Leggi le prime pagine di Prosopopus
Nelle prime pagine del libro si consuma un omicidio e veniamo scaraventati su una scena del crimine, senza particolare introduzione. Prima un uomo viene ucciso per sbaglio, poi si consuma una fuga serrata, apparentemente delle più classiche, in un racconto quasi di genere, tinto da elementi surreali che si infilano con prepotenza nella vita di un individuo confuso e disorientato.
Con il proseguire della storia, l’uomo non fugge tanto da veri e propri inseguitori ma più da entità metafisiche, probabili proiezioni di demoni interiori. L’escalation e il viaggio nel subconscio sono inarrestabili, in una parabola ascensionale vertiginosa. Sogno e realtà si fondono in ambienti fumosi, all’ombra del passaggio di fantasmi e creature fantastiche che sfuggono alla presa dei personaggi e alla comprensione del lettore. Sono esseri che fanno parte di quell’immaginario ormai consolidato partorito dalla mente di de Crécy, come se ne sono visti negli altri libri già pubblicati in Italia.
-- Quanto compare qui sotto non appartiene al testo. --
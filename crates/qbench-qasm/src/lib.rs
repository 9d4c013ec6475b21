//! `OpenQASM` 2.0 Parser and Emitter for qbench
//!
//! Benchmark circuits arrive as `OpenQASM` 2.0 text. This crate turns that
//! text into a [`qbench_ir::Circuit`] and serializes circuits back to QASM 2.0
//! for backends that accept source programs.
//!
//! # Supported Features
//!
//! | Feature | Status | Example |
//! |---------|--------|---------|
//! | Version declaration | ✅ | `OPENQASM 2.0;` |
//! | Standard header | ✅ | `include "qelib1.inc";` |
//! | Registers | ✅ | `qreg q[5];`, `creg c[5];` |
//! | Standard gates | ✅ | `h q[0];`, `cx q[0], q[1];` |
//! | Parameterized gates | ✅ | `u3(pi/2, 0, pi) q[0];` |
//! | Register broadcast | ✅ | `h q;`, `measure q -> c;` |
//! | Gate definitions | ✅ | `gate bell a, b { h a; cx a, b; }` |
//! | Barriers, reset | ✅ | `barrier q;`, `reset q[0];` |
//! | Classical control | ❌ | `if (c == 1) x q[0];` |
//! | Opaque gates | ❌ | `opaque g q;` |
//!
//! # Example
//!
//! ```rust
//! use qbench_qasm::{emit_qasm2, parse};
//!
//! let qasm = r#"
//!     OPENQASM 2.0;
//!     include "qelib1.inc";
//!     qreg q[2];
//!     creg c[2];
//!     h q[0];
//!     cx q[0], q[1];
//!     measure q -> c;
//! "#;
//!
//! let circuit = parse(qasm).unwrap();
//! assert_eq!(circuit.num_qubits(), 2);
//! assert!(emit_qasm2(&circuit).contains("cx q[0], q[1];"));
//! ```

pub mod ast;
mod emitter;
mod error;
mod lexer;
mod parser;

pub use emitter::emit_qasm2;
pub use error::{ParseError, ParseResult};
pub use parser::{parse, parse_ast};
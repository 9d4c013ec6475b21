//! Execution results.
//!
//! A backend returns either the final amplitudes of the simulated state or
//! the measured shot counts. Both are kept raw here; turning them into a
//! probability distribution is the caller's business.

use std::collections::BTreeMap;

use num_complex::Complex64;
use serde::{Deserialize, Serialize};

/// Measurement counts keyed by bitstring.
///
/// Bitstrings put the highest classical bit first, so bit 0 is the rightmost
/// character.
#[derive(Debug, Clone, Default, PartialEq, Eq, Serialize, Deserialize)]
#[serde(transparent)]
pub struct Counts(BTreeMap<String, u64>);

impl Counts {
    /// Create empty counts.
    pub fn new() -> Self {
        Self::default()
    }

    /// Add `count` observations of `bitstring`.
    pub fn insert(&mut self, bitstring: impl Into<String>, count: u64) {
        *self.0.entry(bitstring.into()).or_insert(0) += count;
    }

    /// Count for one bitstring.
    pub fn get(&self, bitstring: &str) -> u64 {
        self.0.get(bitstring).copied().unwrap_or(0)
    }

    /// Total number of shots.
    pub fn total_shots(&self) -> u64 {
        self.0.values().sum()
    }

    /// Most frequent outcome, first in bitstring order on ties.
    pub fn most_frequent(&self) -> Option<(&str, u64)> {
        self.0
            .iter()
            .fold(None, |best: Option<(&str, u64)>, (k, &v)| match best {
                Some((_, bv)) if bv >= v => best,
                _ => Some((k.as_str(), v)),
            })
    }

    /// Iterate over `(bitstring, count)` pairs in bitstring order.
    pub fn iter(&self) -> impl Iterator<Item = (&str, u64)> {
        self.0.iter().map(|(k, &v)| (k.as_str(), v))
    }

    /// Number of distinct outcomes.
    pub fn len(&self) -> usize {
        self.0.len()
    }

    /// Check if no outcomes were recorded.
    pub fn is_empty(&self) -> bool {
        self.0.is_empty()
    }
}

impl<S: Into<String>> FromIterator<(S, u64)> for Counts {
    fn from_iter<I: IntoIterator<Item = (S, u64)>>(iter: I) -> Self {
        let mut counts = Counts::new();
        for (k, v) in iter {
            counts.insert(k, v);
        }
        counts
    }
}

/// Raw backend output.
#[derive(Debug, Clone, PartialEq, Serialize, Deserialize)]
#[serde(rename_all = "snake_case")]
pub enum RawOutcome {
    /// Final state amplitudes indexed by basis state, qubit 0 least significant.
    Statevector(Vec<Complex64>),
    /// Shot counts.
    Counts(Counts),
}

/// Result of a completed job.
#[derive(Debug, Clone, Serialize, Deserialize)]
pub struct ExecutionResult {
    /// What the backend produced.
    pub outcome: RawOutcome,
    /// Shots requested. Meaningless for statevector outcomes.
    pub shots: u32,
    /// Time the backend spent executing, as it reports it.
    #[serde(skip_serializing_if = "Option::is_none")]
    pub execution_time_ms: Option<u64>,
    /// Peak working memory of the execution, when the backend measures it.
    #[serde(skip_serializing_if = "Option::is_none")]
    pub memory_bytes: Option<u64>,
}

impl ExecutionResult {
    /// Result carrying final amplitudes.
    pub fn statevector(amplitudes: Vec<Complex64>) -> Self {
        Self {
            outcome: RawOutcome::Statevector(amplitudes),
            shots: 0,
            execution_time_ms: None,
            memory_bytes: None,
        }
    }

    /// Result carrying shot counts.
    pub fn counts(counts: Counts, shots: u32) -> Self {
        Self {
            outcome: RawOutcome::Counts(counts),
            shots,
            execution_time_ms: None,
            memory_bytes: None,
        }
    }

    /// Set the reported execution time.
    #[must_use]
    pub fn with_execution_time_ms(mut self, ms: u64) -> Self {
        self.execution_time_ms = Some(ms);
        self
    }

    /// Set the measured memory.
    #[must_use]
    pub fn with_memory_bytes(mut self, bytes: u64) -> Self {
        self.memory_bytes = Some(bytes);
        self
    }
}
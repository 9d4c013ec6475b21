//! End-to-end runs over the local simulators and scripted backends.

use std::collections::BTreeMap;
use std::sync::atomic::{AtomicU32, Ordering};
use std::time::Duration;

use async_trait::async_trait;

use qbench_core::{
    BenchmarkRecord, Orchestrator, RunObserver, RunOptions, render_table, sanitize,
};
use qbench_hal::{
    Backend, BackendAvailability, BackendConfig, BackendKind, BackendRegistry, Capabilities,
    Counts, ExecutionResult, HalError, HalResult, JobId, JobStatus, ValidationResult,
};
use qbench_ir::Circuit;

/// Backend whose submission always fails.
struct BrokenBackend {
    capabilities: Capabilities,
}

#[async_trait]
impl Backend for BrokenBackend {
    fn name(&self) -> &str {
        "broken"
    }

    fn capabilities(&self) -> &Capabilities {
        &self.capabilities
    }

    async fn availability(&self) -> HalResult<BackendAvailability> {
        Ok(BackendAvailability::always_available())
    }

    async fn validate(&self, _circuit: &Circuit) -> HalResult<ValidationResult> {
        Ok(ValidationResult::Valid)
    }

    async fn submit(&self, _circuit: &Circuit, _shots: u32) -> HalResult<JobId> {
        Err(HalError::Backend("device exploded".into()))
    }

    async fn status(&self, job_id: &JobId) -> HalResult<JobStatus> {
        Err(HalError::JobNotFound(job_id.0.clone()))
    }

    async fn result(&self, job_id: &JobId) -> HalResult<ExecutionResult> {
        Err(HalError::JobNotFound(job_id.0.clone()))
    }

    async fn cancel(&self, _job_id: &JobId) -> HalResult<()> {
        Ok(())
    }
}

/// Hardware backend whose jobs never leave the queue.
struct QueuedDevice {
    capabilities: Capabilities,
}

#[async_trait]
impl Backend for QueuedDevice {
    fn name(&self) -> &str {
        "device"
    }

    fn capabilities(&self) -> &Capabilities {
        &self.capabilities
    }

    async fn availability(&self) -> HalResult<BackendAvailability> {
        Ok(BackendAvailability::always_available())
    }

    async fn validate(&self, circuit: &Circuit) -> HalResult<ValidationResult> {
        Ok(ValidationResult::check(circuit, &self.capabilities))
    }

    async fn submit(&self, _circuit: &Circuit, _shots: u32) -> HalResult<JobId> {
        Ok(JobId::new("hw-1"))
    }

    async fn status(&self, _job_id: &JobId) -> HalResult<JobStatus> {
        Ok(JobStatus::Queued)
    }

    async fn result(&self, _job_id: &JobId) -> HalResult<ExecutionResult> {
        Err(HalError::JobFailed("not finished".into()))
    }

    async fn cancel(&self, _job_id: &JobId) -> HalResult<()> {
        Ok(())
    }
}

/// Hardware backend that reports an even Bell split after a few polls.
struct FinishingDevice {
    capabilities: Capabilities,
    polls: AtomicU32,
}

#[async_trait]
impl Backend for FinishingDevice {
    fn name(&self) -> &str {
        "finishing"
    }

    fn capabilities(&self) -> &Capabilities {
        &self.capabilities
    }

    async fn availability(&self) -> HalResult<BackendAvailability> {
        Ok(BackendAvailability::always_available())
    }

    async fn validate(&self, circuit: &Circuit) -> HalResult<ValidationResult> {
        Ok(ValidationResult::check(circuit, &self.capabilities))
    }

    async fn submit(&self, _circuit: &Circuit, _shots: u32) -> HalResult<JobId> {
        Ok(JobId::new("hw-2"))
    }

    async fn status(&self, _job_id: &JobId) -> HalResult<JobStatus> {
        Ok(if self.polls.fetch_add(1, Ordering::SeqCst) >= 2 {
            JobStatus::Completed
        } else {
            JobStatus::Running
        })
    }

    async fn result(&self, _job_id: &JobId) -> HalResult<ExecutionResult> {
        let counts: Counts = [("00", 512), ("11", 512)].into_iter().collect();
        Ok(ExecutionResult::counts(counts, 1024))
    }

    async fn cancel(&self, _job_id: &JobId) -> HalResult<()> {
        Ok(())
    }
}

fn registry() -> BackendRegistry {
    let mut registry = BackendRegistry::new();
    qbench_adapter_sim::register_all(&mut registry);
    registry.register_factory("broken", |_| {
        Ok(Box::new(BrokenBackend {
            capabilities: Capabilities::simulator("broken", 8),
        }))
    });
    registry.register_factory("device", |_| {
        Ok(Box::new(QueuedDevice {
            capabilities: Capabilities::quantinuum("device", 8)
                .with_gate_set(qbench_hal::GateSet::universal()),
        }))
    });
    registry.register_factory("finishing", |_| {
        Ok(Box::new(FinishingDevice {
            capabilities: Capabilities::quantinuum("finishing", 8)
                .with_gate_set(qbench_hal::GateSet::universal()),
            polls: AtomicU32::new(0),
        }))
    });
    registry
}

fn orchestrator(options: RunOptions) -> Orchestrator {
    Orchestrator::new(registry(), options)
}

fn by_name<'a>(records: &'a [BenchmarkRecord], name: &str) -> &'a BenchmarkRecord {
    records
        .iter()
        .find(|r| r.backend_name == name)
        .unwrap_or_else(|| panic!("no record for {name}"))
}

#[tokio::test]
async fn test_bell_across_simulators() {
    let orch = orchestrator(RunOptions::default());
    let records = orch
        .run(&Circuit::bell().unwrap(), &["unitary", "sampler", "statevector"])
        .await
        .unwrap();

    let names: Vec<_> = records.iter().map(|r| r.backend_name.as_str()).collect();
    assert_eq!(names, vec!["statevector", "unitary", "sampler"]);

    let baseline = by_name(&records, "statevector");
    assert_eq!(baseline.fidelity, Some(1.0));
    let dist = baseline.distribution().unwrap();
    assert!((dist["00"] - 0.5).abs() < 1e-9);
    assert!((dist["11"] - 0.5).abs() < 1e-9);

    let unitary = by_name(&records, "unitary");
    assert!((unitary.fidelity.unwrap() - 1.0).abs() < 1e-9);

    let sampler = by_name(&records, "sampler");
    assert!(sampler.fidelity.unwrap() > 0.95);
    assert_eq!(sampler.kind, BackendKind::Simulator);
    assert!(records.iter().all(|r| r.total_latency >= r.execution_time));
}

#[tokio::test]
async fn test_failing_backend_does_not_stop_run() {
    let orch = orchestrator(RunOptions::default());
    let records = orch
        .run(&Circuit::bell().unwrap(), &["statevector", "broken", "unitary"])
        .await
        .unwrap();

    assert_eq!(records.len(), 3);
    let broken = by_name(&records, "broken");
    assert!(broken.error().unwrap().contains("device exploded"));
    assert_eq!(broken.fidelity, None);
    assert_eq!(broken.pre_gate_count, 2);
    assert_eq!(broken.post_gate_count, 0);
    assert!(by_name(&records, "unitary").is_success());
}

#[tokio::test]
async fn test_failed_ground_truth_leaves_fidelity_unset() {
    let orch = orchestrator(RunOptions {
        ground_truth: "broken".into(),
        ..RunOptions::default()
    });
    let records = orch
        .run(&Circuit::bell().unwrap(), &["unitary", "broken"])
        .await
        .unwrap();

    assert_eq!(records[0].backend_name, "broken");
    assert!(records.iter().all(|r| r.fidelity.is_none()));
    assert!(by_name(&records, "unitary").is_success());
}

#[tokio::test]
async fn test_no_ground_truth_selected() {
    let orch = orchestrator(RunOptions::default());
    let records = orch
        .run(&Circuit::bell().unwrap(), &["unitary", "sampler"])
        .await
        .unwrap();
    assert!(records.iter().all(|r| r.is_success() && r.fidelity.is_none()));
}

#[tokio::test]
async fn test_qubit_ceiling_produces_error_record() {
    let orch = orchestrator(RunOptions {
        qubit_ceilings: BTreeMap::from([("unitary".to_string(), 2)]),
        ..RunOptions::default()
    });
    let records = orch
        .run(&Circuit::ghz(3).unwrap(), &["statevector", "unitary"])
        .await
        .unwrap();

    let unitary = by_name(&records, "unitary");
    let error = unitary.error().unwrap();
    assert!(error.contains("3 qubits"), "{error}");
    assert!(error.contains("ceiling for unitary is 2"), "{error}");
    assert_eq!(unitary.compilation_time, 0.0);
    assert!(by_name(&records, "statevector").is_success());
}

#[tokio::test]
async fn test_hardware_timeout_yields_queued_record() {
    let orch = orchestrator(RunOptions {
        hardware_timeout: Duration::from_millis(50),
        poll_interval: Duration::from_millis(10),
        ..RunOptions::default()
    });
    let records = orch
        .run(&Circuit::bell().unwrap(), &["statevector", "device"])
        .await
        .unwrap();

    let device = by_name(&records, "device");
    assert_eq!(device.kind, BackendKind::Hardware);
    assert_eq!(device.job_id(), Some("hw-1"));
    assert_eq!(device.fidelity, None);
    assert!(device.error().is_none());

    let table = render_table(&sanitize(&records));
    assert!(table.contains("still queued as job hw-1"));
}

#[tokio::test(start_paused = true)]
async fn test_unbounded_hardware_timeout_waits_for_result() {
    let orch = orchestrator(RunOptions {
        hardware_timeout: Duration::from_secs(u64::MAX),
        poll_interval: Duration::from_millis(10),
        ..RunOptions::default()
    });
    let records = orch
        .run(&Circuit::bell().unwrap(), &["statevector", "finishing"])
        .await
        .unwrap();

    let device = by_name(&records, "finishing");
    assert!(device.is_success(), "{:?}", device.error());
    assert_eq!(device.job_id(), None);
    assert!((device.fidelity.unwrap() - 1.0).abs() < 1e-9);
}

fn seeded_sampler(options: RunOptions) -> Orchestrator {
    orchestrator(options).with_backend_config(
        "sampler",
        BackendConfig::new("sampler").with_extra("seed", serde_json::json!(7)),
    )
}

#[tokio::test]
async fn test_permuted_measurement_agrees_across_backends() {
    let circuit = qbench_qasm::parse(
        r#"
        OPENQASM 2.0;
        include "qelib1.inc";
        qreg q[2];
        creg c[2];
        x q[0];
        measure q[0] -> c[1];
        measure q[1] -> c[0];
        "#,
    )
    .unwrap();

    let records = seeded_sampler(RunOptions::default())
        .run(&circuit, &["statevector", "sampler", "unitary"])
        .await
        .unwrap();

    for name in ["statevector", "sampler", "unitary"] {
        let record = by_name(&records, name);
        let keys: Vec<_> = record.distribution().unwrap().keys().collect();
        assert_eq!(keys, vec!["10"], "{name}");
        assert!((record.fidelity.unwrap() - 1.0).abs() < 1e-9, "{name}");
    }
}

#[tokio::test]
async fn test_unmeasured_ancilla_is_summed_out() {
    let circuit = qbench_qasm::parse(
        r#"
        OPENQASM 2.0;
        include "qelib1.inc";
        qreg q[3];
        creg c[2];
        h q[0];
        cx q[0], q[1];
        x q[2];
        measure q[0] -> c[0];
        measure q[1] -> c[1];
        "#,
    )
    .unwrap();

    let records = seeded_sampler(RunOptions::default())
        .run(&circuit, &["statevector", "sampler"])
        .await
        .unwrap();

    let baseline = by_name(&records, "statevector").distribution().unwrap();
    assert_eq!(baseline.keys().collect::<Vec<_>>(), vec!["00", "11"]);
    assert!((baseline["00"] - 0.5).abs() < 1e-9);

    let sampler = by_name(&records, "sampler");
    assert!(sampler.distribution().unwrap().keys().all(|k| k.len() == 2));
    assert!(sampler.fidelity.unwrap() > 0.95);
}

#[derive(Default)]
struct Recorder {
    started: Vec<(String, usize, usize)>,
    finished: Vec<String>,
}

impl RunObserver for Recorder {
    fn backend_started(&mut self, name: &str, position: usize, total: usize) {
        self.started.push((name.to_string(), position, total));
    }

    fn backend_finished(&mut self, record: &BenchmarkRecord) {
        self.finished.push(record.backend_name.clone());
    }
}

#[tokio::test]
async fn test_observer_sees_execution_order() {
    let orch = orchestrator(RunOptions::default());
    let mut recorder = Recorder::default();
    orch.run_observed(
        &Circuit::bell().unwrap(),
        &["sampler", "statevector"],
        &mut recorder,
    )
    .await
    .unwrap();

    assert_eq!(
        recorder.started,
        vec![
            ("statevector".to_string(), 0, 2),
            ("sampler".to_string(), 1, 2)
        ]
    );
    assert_eq!(recorder.finished, vec!["statevector", "sampler"]);
}
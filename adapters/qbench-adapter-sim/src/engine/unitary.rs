//! Full-unitary simulation engine.
//!
//! Builds the 2^n x 2^n matrix of a gate sequence, then applies it to a
//! state. Memory grows as 4^n, so this engine is only practical for small
//! circuits.

use ndarray::{Array1, Array2};
use num_complex::Complex64;

use qbench_ir::{Circuit, Instruction};

use crate::engine::Statevector;

/// The unitary matrix of a circuit.
#[derive(Debug, Clone)]
pub struct Unitary {
    matrix: Array2<Complex64>,
    num_qubits: usize,
}

impl Unitary {
    /// Build the unitary of the gates in `circuit`.
    ///
    /// Column `j` is the circuit applied to basis state |j⟩. Non-gate
    /// instructions are skipped.
    pub fn from_circuit(circuit: &Circuit) -> Self {
        let num_qubits = circuit.num_qubits();
        let dim = 1usize << num_qubits;
        let gates: Vec<&Instruction> = circuit
            .instructions()
            .iter()
            .filter(|inst| inst.is_gate())
            .collect();

        let mut matrix = Array2::<Complex64>::zeros((dim, dim));
        for j in 0..dim {
            let mut column = Statevector::basis_state(num_qubits, j);
            for inst in &gates {
                column.apply(inst);
            }
            matrix
                .column_mut(j)
                .assign(&Array1::from(column.into_amplitudes()));
        }

        Self { matrix, num_qubits }
    }

    /// Number of qubits.
    pub fn num_qubits(&self) -> usize {
        self.num_qubits
    }

    /// The matrix.
    pub fn matrix(&self) -> &Array2<Complex64> {
        &self.matrix
    }

    /// Apply the unitary to |0...0⟩.
    pub fn apply_to_zero_state(&self) -> Vec<Complex64> {
        let dim = self.matrix.nrows();
        let mut zero = Array1::<Complex64>::zeros(dim);
        zero[0] = Complex64::new(1.0, 0.0);
        self.matrix.dot(&zero).to_vec()
    }

    /// Bytes held by the matrix.
    pub fn memory_bytes(&self) -> u64 {
        (self.matrix.len() * std::mem::size_of::<Complex64>()) as u64
    }

    /// Check `U^† U = I` within `tolerance`.
    pub fn is_unitary(&self, tolerance: f64) -> bool {
        let product = self.matrix.t().mapv(|z| z.conj()).dot(&self.matrix);
        product.indexed_iter().all(|((i, j), &z)| {
            let expected = if i == j { 1.0 } else { 0.0 };
            (z - Complex64::new(expected, 0.0)).norm() < tolerance
        })
    }
}
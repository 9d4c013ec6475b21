//! Backend behaviour against an in-process mock of the Quantinuum API.

use std::sync::{Arc, Mutex};
use std::time::Duration;

use qbench_adapter_quantinuum::QuantinuumBackend;
use qbench_hal::{Backend, BackendConfig, BackendFactory, HalError, JobStatus, RawOutcome};
use qbench_ir::Circuit;
use serde_json::json;
use tokio::io::{AsyncReadExt, AsyncWriteExt};
use tokio::net::{TcpListener, TcpStream};

#[derive(Default)]
struct MockState {
    logins: u32,
    /// Token accepted by authorized endpoints.
    valid_token: String,
    /// Status polls answered with "queued" before the job completes.
    queued_polls: u32,
    submitted_programs: Vec<String>,
}

struct Request {
    method: String,
    path: String,
    authorization: Option<String>,
    body: String,
}

async fn read_request(stream: &mut TcpStream) -> Option<Request> {
    let mut buf = Vec::new();
    let mut chunk = [0u8; 4096];
    let header_end = loop {
        let n = stream.read(&mut chunk).await.ok()?;
        if n == 0 {
            return None;
        }
        buf.extend_from_slice(&chunk[..n]);
        if let Some(pos) = buf.windows(4).position(|w| w == b"\r\n\r\n") {
            break pos + 4;
        }
    };

    let head = String::from_utf8_lossy(&buf[..header_end]).to_string();
    let mut lines = head.lines();
    let mut request_line = lines.next()?.split_whitespace();
    let method = request_line.next()?.to_string();
    let path = request_line.next()?.to_string();

    let mut content_length = 0;
    let mut authorization = None;
    for line in lines {
        if let Some((name, value)) = line.split_once(':') {
            match name.trim().to_ascii_lowercase().as_str() {
                "content-length" => content_length = value.trim().parse().unwrap_or(0),
                "authorization" => authorization = Some(value.trim().to_string()),
                _ => {}
            }
        }
    }

    while buf.len() < header_end + content_length {
        let n = stream.read(&mut chunk).await.ok()?;
        if n == 0 {
            break;
        }
        buf.extend_from_slice(&chunk[..n]);
    }
    let body = String::from_utf8_lossy(&buf[header_end..]).to_string();

    Some(Request {
        method,
        path,
        authorization,
        body,
    })
}

fn route(state: &Mutex<MockState>, req: &Request) -> (u16, serde_json::Value) {
    let mut state = state.lock().unwrap();

    if req.method == "POST" && req.path.ends_with("/login") {
        state.logins += 1;
        let token = format!("tok-{}", state.logins);
        return (200, json!({ "id-token": token }));
    }
    if req.authorization.as_deref() != Some(state.valid_token.as_str()) {
        return (401, json!({ "error": "expired" }));
    }

    match (req.method.as_str(), req.path.as_str()) {
        ("POST", p) if p.ends_with("/job") => {
            let body: serde_json::Value = serde_json::from_str(&req.body).unwrap_or_default();
            state
                .submitted_programs
                .push(body["program"].as_str().unwrap_or_default().to_string());
            (200, json!({ "job": "job-1" }))
        }
        ("GET", p) if p.ends_with("/job/job-1") => {
            if state.queued_polls > 0 {
                state.queued_polls -= 1;
                (200, json!({ "job": "job-1", "status": "queued" }))
            } else {
                (
                    200,
                    json!({
                        "job": "job-1",
                        "status": "completed",
                        "results": { "c": ["00", "11", "11", "00", "11"] }
                    }),
                )
            }
        }
        ("GET", p) if p.ends_with("/job/missing") => (404, json!({ "error": "no such job" })),
        ("GET", p) if p.contains("/machine/") => (
            200,
            json!({ "name": "H1-1E", "status": "online", "queue-length": 3 }),
        ),
        _ => (500, json!({ "error": "unexpected request" })),
    }
}

async fn serve(listener: TcpListener, state: Arc<Mutex<MockState>>) {
    while let Ok((mut stream, _)) = listener.accept().await {
        let state = Arc::clone(&state);
        tokio::spawn(async move {
            let Some(req) = read_request(&mut stream).await else {
                return;
            };
            let (status, body) = route(&state, &req);
            let body = body.to_string();
            let response = format!(
                "HTTP/1.1 {status} X\r\nContent-Type: application/json\r\nContent-Length: {}\r\nConnection: close\r\n\r\n{body}",
                body.len()
            );
            let _ = stream.write_all(response.as_bytes()).await;
            let _ = stream.shutdown().await;
        });
    }
}

async fn start(valid_token: &str, queued_polls: u32) -> (QuantinuumBackend, Arc<Mutex<MockState>>) {
    let listener = TcpListener::bind("127.0.0.1:0").await.unwrap();
    let addr = listener.local_addr().unwrap();
    let state = Arc::new(Mutex::new(MockState {
        valid_token: valid_token.to_string(),
        queued_polls,
        ..MockState::default()
    }));
    tokio::spawn(serve(listener, Arc::clone(&state)));

    let config = BackendConfig::new("quantinuum")
        .with_endpoint(format!("http://{addr}/v1"))
        .with_token("password")
        .with_extra("email", json!("user@example.com"))
        .with_extra("machine", json!("H1-1E"));
    (QuantinuumBackend::from_config(config).unwrap(), state)
}

#[tokio::test]
async fn test_submit_and_collect_counts() {
    let (backend, state) = start("tok-1", 0).await;

    let compiled = backend.transpile(&Circuit::bell().unwrap()).unwrap();
    let job_id = backend.submit(&compiled.circuit, 5).await.unwrap();
    assert_eq!(job_id.0, "job-1");

    let result = backend
        .wait_for(&job_id, Duration::from_secs(5), Duration::from_millis(10))
        .await
        .unwrap();
    let RawOutcome::Counts(counts) = result.outcome else {
        panic!("expected counts");
    };
    assert_eq!(counts.get("11"), 3);
    assert_eq!(counts.get("00"), 2);
    assert_eq!(result.shots, 5);

    let state = state.lock().unwrap();
    assert_eq!(state.logins, 1);
    assert!(state.submitted_programs[0].starts_with("OPENQASM 2.0;"));
}

#[tokio::test]
async fn test_reauthenticates_once_on_401() {
    // The first token is rejected; the second login's token is accepted.
    let (backend, state) = start("tok-2", 0).await;

    let compiled = backend.transpile(&Circuit::bell().unwrap()).unwrap();
    backend.submit(&compiled.circuit, 5).await.unwrap();
    assert_eq!(state.lock().unwrap().logins, 2);
}

#[tokio::test]
async fn test_persistent_401_is_auth_failure() {
    let (backend, _state) = start("never", 0).await;

    let compiled = backend.transpile(&Circuit::bell().unwrap()).unwrap();
    let err = backend.submit(&compiled.circuit, 5).await.unwrap_err();
    assert!(matches!(err, HalError::AuthenticationFailed(_)));
}

#[tokio::test]
async fn test_bounded_wait_times_out_while_queued() {
    let (backend, _state) = start("tok-1", u32::MAX).await;

    let compiled = backend.transpile(&Circuit::bell().unwrap()).unwrap();
    let job_id = backend.submit(&compiled.circuit, 5).await.unwrap();
    assert_eq!(backend.status(&job_id).await.unwrap(), JobStatus::Queued);

    let err = backend
        .wait_for(&job_id, Duration::from_millis(100), Duration::from_millis(10))
        .await
        .unwrap_err();
    assert!(matches!(err, HalError::Timeout(id) if id == "job-1"));
}

#[tokio::test]
async fn test_unknown_job_is_not_found() {
    let (backend, _state) = start("tok-1", 0).await;
    let err = backend.status(&"missing".into()).await.unwrap_err();
    assert!(matches!(err, HalError::JobNotFound(id) if id == "missing"));
}

#[tokio::test]
async fn test_availability_reports_queue() {
    let (backend, _state) = start("tok-1", 0).await;
    let availability = backend.availability().await.unwrap();
    assert!(availability.is_available);
    assert_eq!(availability.queue_depth, Some(3));
}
Le creature che nelle sue storie perseguitano gli umani non sono di natura crudele né buona; è impossibile cogliere la loro essenza, sembrano anzi incarnare una coscienza superiore. Distanti dalla tradizione e dal bestiario fantasy occidentale, se non per iconografia almeno per attitudine, rammentano di più il pantheon degli yokai giapponesi (spiriti e demoni che spesso incarnano elementi naturali o metafisici).
Ne Il Celestiale Bidendum queste fantasie al limite del demoniaco assumevano corpi densi e voluminosi grazie alla matericità di segno forte e marcato (l’influenza di Fuochi di Lorenzo Mattotti è ammessa dall’autore), in Diario di un fantasma e in La repubblica del Catch (realizzati dopo questo libro) il tratto sottilissimo le rende presenze effimere.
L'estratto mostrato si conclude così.